Instructions for the task
Output the entries that follow, word for word.

The data
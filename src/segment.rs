//src/segment.rs

use crate::types::{Segment, Sequence};

/// Default minimum window length; shorter trailing windows are dropped.
pub const DEFAULT_MIN_LENGTH: usize = 6;

/// Splitting parameters. `max_length == 0` disables splitting entirely.
#[derive(Debug, Clone, Copy, PartialEq, Eq)]
pub struct SegmentConfig {
    pub max_length: usize,
    pub min_length: usize,
    pub overlap: usize,
}

impl Default for SegmentConfig {
    fn default() -> Self {
        Self {
            max_length: 0,
            min_length: DEFAULT_MIN_LENGTH,
            overlap: 0,
        }
    }
}

impl SegmentConfig {
    pub fn new(max_length: usize, min_length: usize, overlap: usize) -> Self {
        Self {
            max_length,
            min_length,
            overlap,
        }
    }

    /// Returns the overlap actually used and whether it had to be corrected.
    /// An overlap that leaves no forward step is clamped to `max_length / 2`.
    pub fn effective_overlap(&self) -> (usize, bool) {
        if self.max_length > 0 && self.overlap >= self.max_length {
            (self.max_length / 2, true)
        } else {
            (self.overlap, false)
        }
    }
}

/// Canonical segment id: `{parent}_segment_{start}_{end}`, 1-based inclusive.
pub fn segment_id(parent_id: &str, start: u64, end: u64) -> String {
    format!("{}_segment_{}_{}", parent_id, start, end)
}

/// Result of segmenting one sequence.
#[derive(Debug, Clone, Default, PartialEq, Eq)]
pub struct Segmentation {
    pub segments: Vec<Segment>,
    /// Windows skipped because they were shorter than `min_length`
    pub dropped_windows: usize,
    /// Set when the configured overlap was clamped
    pub overlap_corrected: bool,
    /// Input sequences without bases; they yield no segments
    pub empty_sequences: usize,
}

/// Split `bases` into ordered, possibly overlapping windows of at most
/// `max_length` bases.
///
/// Sequences that already fit (or any sequence when splitting is disabled)
/// come back as a single segment carrying the original id with no suffix.
/// Windows shorter than `min_length` are skipped, which silently drops a
/// short tail. An empty sequence produces no segments at all.
pub fn segment(id: &str, bases: &str, config: &SegmentConfig) -> Segmentation {
    let len = bases.len();

    if config.max_length == 0 || len <= config.max_length {
        let whole = Segment {
            segment_id: id.to_string(),
            parent_id: id.to_string(),
            bases: bases.to_string(),
            start: 1,
            end: len as u64,
        };
        if whole.is_empty() {
            log::debug!("sequence {} has no bases; skipping", id);
            return Segmentation {
                empty_sequences: 1,
                ..Segmentation::default()
            };
        }
        return Segmentation {
            segments: vec![whole],
            ..Segmentation::default()
        };
    }

    let (overlap, overlap_corrected) = config.effective_overlap();
    if overlap_corrected {
        log::warn!(
            "overlap {} >= max_length {} for {}; using overlap {}",
            config.overlap,
            config.max_length,
            id,
            overlap
        );
    }
    let step = config.max_length - overlap;

    let raw = bases.as_bytes();
    let mut segments = Vec::with_capacity(len / step + 1);
    let mut dropped_windows = 0;

    let mut start = 0usize;
    while start < len {
        let end = (start + config.max_length).min(len);
        if end - start < config.min_length {
            dropped_windows += 1;
        } else {
            let (first, last) = (start as u64 + 1, end as u64);
            segments.push(Segment {
                segment_id: segment_id(id, first, last),
                parent_id: id.to_string(),
                bases: String::from_utf8_lossy(&raw[start..end]).into_owned(),
                start: first,
                end: last,
            });
        }
        start += step;
    }

    Segmentation {
        segments,
        dropped_windows,
        overlap_corrected,
        empty_sequences: 0,
    }
}

/// Segment every sequence and flatten the windows in input order.
pub fn segment_all(sequences: &[Sequence], config: &SegmentConfig) -> Segmentation {
    let mut out = Segmentation::default();
    for seq in sequences {
        let Segmentation {
            segments,
            dropped_windows,
            overlap_corrected,
            empty_sequences,
        } = segment(&seq.id, &seq.bases, config);
        out.segments.extend(segments);
        out.dropped_windows += dropped_windows;
        out.overlap_corrected |= overlap_corrected;
        out.empty_sequences += empty_sequences;
    }
    if out.empty_sequences > 0 {
        log::warn!("skipped {} sequence(s) without bases", out.empty_sequences);
    }
    out
}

Expected output
filename src/segment.rs
//src/segment.rs

use crate::types::{Segment, Sequence};

/// Default minimum window length; shorter trailing windows are dropped.
pub const DEFAULT_MIN_LENGTH: usize = 6;

/// Splitting parameters. `max_length == 0` disables splitting entirely.
#[derive(Debug, Clone, Copy, PartialEq, Eq)]
pub struct SegmentConfig {
    pub max_length: usize,
    pub min_length: usize,
    pub overlap: usize,
}

impl Default for SegmentConfig {
    fn default() -> Self {
        Self {
            max_length: 0,
            min_length: DEFAULT_MIN_LENGTH,
            overlap: 0,
        }
    }
}

impl SegmentConfig {
    pub fn new(max_length: usize, min_length: usize, overlap: usize) -> Self {
        Self {
            max_length,
            min_length,
            overlap,
        }
    }

    /// Returns the overlap actually used and whether it had to be corrected.
    /// An overlap that leaves no forward step is clamped to `max_length / 2`.
    pub fn effective_overlap(&self) -> (usize, bool) {
        if self.max_length > 0 && self.overlap >= self.max_length {
            (self.max_length / 2, true)
        } else {
            (self.overlap, false)
        }
    }
}

/// Canonical segment id: `{parent}_segment_{start}_{end}`, 1-based inclusive.
pub fn segment_id(parent_id: &str, start: u64, end: u64) -> String {
    format!("{}_segment_{}_{}", parent_id, start, end)
}

/// Result of segmenting one sequence.
#[derive(Debug, Clone, Default, PartialEq, Eq)]
pub struct Segmentation {
    pub segments: Vec<Segment>,
    /// Windows skipped because they were shorter than `min_length`
    pub dropped_windows: usize,
    /// Set when the configured overlap was clamped
    pub overlap_corrected: bool,
    /// Input sequences without bases; they yield no segments
    pub empty_sequences: usize,
}

/// Split `bases` into ordered, possibly overlapping windows of at most
/// `max_length` bases.
///
/// Sequences that already fit (or any sequence when splitting is disabled)
/// come back as a single segment carrying the original id with no suffix.
/// Windows shorter than `min_length` are skipped, which silently drops a
/// short tail. An empty sequence produces no segments at all.
pub fn segment(id: &str, bases: &str, config: &SegmentConfig) -> Segmentation {
    let len = bases.len();

    if config.max_length == 0 || len <= config.max_length {
        let whole = Segment {
            segment_id: id.to_string(),
            parent_id: id.to_string(),
            bases: bases.to_string(),
            start: 1,
            end: len as u64,
        };
        if whole.is_empty() {
            log::debug!("sequence {} has no bases; skipping", id);
            return Segmentation {
                empty_sequences: 1,
                ..Segmentation::default()
            };
        }
        return Segmentation {
            segments: vec![whole],
            ..Segmentation::default()
        };
    }

    let (overlap, overlap_corrected) = config.effective_overlap();
    if overlap_corrected {
        log::warn!(
            "overlap {} >= max_length {} for {}; using overlap {}",
            config.overlap,
            config.max_length,
            id,
            overlap
        );
    }
    let step = config.max_length - overlap;

    let raw = bases.as_bytes();
    let mut segments = Vec::with_capacity(len / step + 1);
    let mut dropped_windows = 0;

    let mut start = 0usize;
    while start < len {
        let end = (start + config.max_length).min(len);
        if end - start < config.min_length {
            dropped_windows += 1;
        } else {
            let (first, last) = (start as u64 + 1, end as u64);
            segments.push(Segment {
                segment_id: segment_id(id, first, last),
                parent_id: id.to_string(),
                bases: String::from_utf8_lossy(&raw[start..end]).into_owned(),
                start: first,
                end: last,
            });
        }
        start += step;
    }

    Segmentation {
        segments,
        dropped_windows,
        overlap_corrected,
        empty_sequences: 0,
    }
}

/// Segment every sequence and flatten the windows in input order.
pub fn segment_all(sequences: &[Sequence], config: &SegmentConfig) -> Segmentation {
    let mut out = Segmentation::default();
    for seq in sequences {
        let Segmentation {
            segments,
            dropped_windows,
            overlap_corrected,
            empty_sequences,
        } = segment(&seq.id, &seq.bases, config);
        out.segments.extend(segments);
        out.dropped_windows += dropped_windows;
        out.overlap_corrected |= overlap_corrected;
        out.empty_sequences += empty_sequences;
    }
    if out.empty_sequences > 0 {
        log::warn!("skipped {} sequence(s) without bases", out.empty_sequences);
    }
    out
}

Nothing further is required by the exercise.